Scepticism has always surrounded Banjong’s initial ideas. For example, in “Hello Stranger,” fans were surprised when he cast actress Nuengtida Sophon in the lead role and wondered on the social networks if she was right for the character. Banjong responded by insisting he wanted to take the risk. The same questions were raised in the early days of “Pee Mak” after he cast thoroughly modern Mario Maurer in the lead.
The scepticism was erased the moment the films were released with Banjong proving he was right in sticking to his guns.
And “Fanday” hasn’t escaped the sceptics. The trailers clearly reflect the mellow drama and filmgoers are questioning the story’s idea.
“I always go all out on every project and I don’t hesitate in my decision. I believe in taking risks and don’t see why I should have to play by the rules,” he says.
“If my decision is right, then the movie will prove the sceptics wrong. Obviously I can’t guarantee that every time. I’ve been lucky in that it has worked for every project, but luck doesn’t hold forever. I’m just hoping that it won’t desert me in this project,” he says with a smile.

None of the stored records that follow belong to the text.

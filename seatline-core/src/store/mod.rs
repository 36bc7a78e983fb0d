//! Storage seam for events and registrations.
//!
//! The engines only talk to [`EventStore`]; the Postgres backend is used in
//! production and the memory backend in development and tests.

use crate::entities::event::{Event, EventWithCount};
use crate::entities::registration::{InsertOutcome, Registration, RegistrationInsert};
use async_trait::async_trait;
use uuid::Uuid;

pub mod memory;
pub mod postgres;

pub use memory::MemoryStore;
pub use postgres::PostgresStore;

#[derive(Debug, thiserror::Error)]
pub enum StoreError {
    #[error("database error: {0}")]
    Database(#[from] sqlx::Error),
    #[error("store unavailable: {0}")]
    Unavailable(String),
}

pub type StoreResult<T> = Result<T, StoreError>;

#[async_trait]
pub trait EventStore: Send + Sync {
    /// Active events ordered by start time, each with its non-cancelled count.
    async fn list_events_with_counts(&self) -> StoreResult<Vec<EventWithCount>>;

    /// One event (active or not) with capacity and count read together.
    async fn get_event_with_count(&self, event_id: &str) -> StoreResult<Option<EventWithCount>>;

    async fn find_active_registration(
        &self,
        event_id: &str,
        email: &str,
    ) -> StoreResult<Option<Registration>>;

    /// Atomic capacity-guarded insert.
    async fn insert_registration(&self, insert: RegistrationInsert) -> StoreResult<InsertOutcome>;

    async fn find_registration_by_ticket(&self, ticket: &str)
    -> StoreResult<Option<Registration>>;

    /// Most recent confirmed registration of `email`, else the most recent one.
    async fn find_latest_registration_by_email(
        &self,
        email: &str,
    ) -> StoreResult<Option<Registration>>;

    /// Returns the number of rows removed.
    async fn delete_registration(&self, registration_id: Uuid) -> StoreResult<u64>;

    async fn count_registrations_by_id(&self, registration_id: Uuid) -> StoreResult<i64>;

    async fn upsert_event(&self, event: Event) -> StoreResult<()>;

    async fn health_check(&self) -> StoreResult<()>;

    fn backend_name(&self) -> &'static str;
}
//! Server configuration.

use std::net::SocketAddr;

/// Deployment environment. Development relaxes the rate limits.
#[derive(Debug, Clone, Copy, PartialEq, Eq, Default, serde::Deserialize, serde::Serialize)]
#[serde(rename_all = "lowercase")]
pub enum Environment {
    #[default]
    Production,
    Development,
}

/// Server configuration.
#[derive(Debug, Clone)]
pub struct ServerConfig {
    /// Address to listen on.
    pub listen: SocketAddr,
    pub environment: Environment,
}

impl Default for ServerConfig {
    fn default() -> Self {
        Self {
            listen: SocketAddr::from(([0, 0, 0, 0], 8080)),
            environment: Environment::default(),
        }
    }
}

“Fanday” is also a gamble for GDH as it is the studio’s first project following the dismantling of GTH at the end of last year.
After the romance, Banjong wants to try a thriller. One of his dreams is to make a movie for gigantic IMAX theatre and he’d also love to earn some international acclaim.
That may have to wait for a bit as one of his projects, the short story “Khong Kong” from “Phobia 2”, was snapped up by Hong Kong director Stephen Chow for a remake only for the censorship board of China reject the script because of its ghostly content.
The project is however going ahead and will be made as a co-production between Thailand and the Chinese company.
“I’ll be directing it,” Banjong says.